Oil prices are forecasted to remain near $70 per barrel throughout 2025, as weak demand from China and increasing global supplies are expected to undermine OPEC+-led efforts to stabilize the market.
The poll, which surveyed 31 economists and analysts, predicts that the global benchmark Brent crude will average $74.33 per barrel in 2025, down slightly from last month’s forecast of $74.53. This marks the eighth consecutive downward revision of the forecast.
Brent crude has averaged approximately $80 per barrel this year, with prices on track for a 3% annual decline due to weak demand, particularly from China, the world’s largest oil importer.
U.S. crude is projected to average $70.86 per barrel in 2025, a modest increase from the previous month’s estimate of $70.69.
According to Sehul Bhatt, director of research at CRISIL, rising production from non-OPEC countries is expected to maintain a well-supplied market. While an economic recovery in China is anticipated, the global shift toward electric vehicles is expected to limit the potential for significant demand growth.
Most respondents in the poll expect the oil market to experience a surplus next year, with analysts at JPMorgan forecasting supply will outpace demand by 1.2 million barrels per day (bpd).
OPEC+, which controls approximately half of the world’s oil production, delayed the start of its planned output increases by three months until April 2025. The organization also extended its full unwinding of production cuts until the end of 2026. Florian Grunberger, senior analyst at Kpler, explained that the decision was driven by expectations that supply growth from non-OPEC countries will outstrip demand growth in 2025. Grunberger also noted that OPEC+ may further delay the full unwinding of cuts until the fourth quarter of 2025.
Global oil demand is expected to grow by between 0.4 million and 1.3 million bpd in 2025, according to the poll, which is lower than OPEC’s own estimate of 1.45 million bpd.

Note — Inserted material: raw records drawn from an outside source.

// Copyright 2025 Apache Doris Community
// Licensed under the Apache License, Version 2.0

//! Utility functions

use crate::error::{MetastoreError, Result};

/// Parse size string (e.g., "10GB", "512MB") to bytes
pub fn parse_size(size_str: &str) -> std::result::Result<u64, String> {
    let size_str = size_str.trim().to_uppercase();

    let (num_str, unit) = if let Some(pos) = size_str.find(|c: char| !c.is_numeric() && c != '.') {
        (&size_str[..pos], size_str[pos..].trim())
    } else {
        (size_str.as_str(), "")
    };

    let number: f64 = num_str.parse()
        .map_err(|e| format!("Invalid number: {}", e))?;

    let multiplier: u64 = match unit {
        "" | "B" => 1,
        "KB" | "K" => 1024,
        "MB" | "M" => 1024 * 1024,
        "GB" | "G" => 1024 * 1024 * 1024,
        "TB" | "T" => 1024 * 1024 * 1024 * 1024,
        _ => return Err(format!("Unknown unit: {}", unit)),
    };

    Ok((number * multiplier as f64) as u64)
}

/// Database and table names are case-insensitive
pub fn normalize_name(name: &str) -> String {
    name.trim().to_lowercase()
}

/// Split a `host:port` address
pub fn split_host_port(address: &str) -> Result<(String, u16)> {
    let invalid = || MetastoreError::Config(format!("Invalid address '{}', expected host:port", address));

    let (host, port) = address.trim().rsplit_once(':').ok_or_else(invalid)?;
    if host.is_empty() {
        return Err(invalid());
    }
    let port: u16 = port.parse().map_err(|_| invalid())?;
    if port == 0 {
        return Err(invalid());
    }
    Ok((host.to_string(), port))
}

Markets are also anticipating significant policy changes as former President Donald Trump is expected to return to the White House in January 2025. These shifts may include adjustments to tariffs, deregulation, and tax policies.
Kim Fustier, head of European oil and gas research at HSBC, stated that U.S. political changes generally have less impact on oil prices and the domestic oil and gas sector than is often assumed. However, some analysts believe that intensified sanctions on Iranian oil exports under a Trump administration could provide short-term support for oil prices.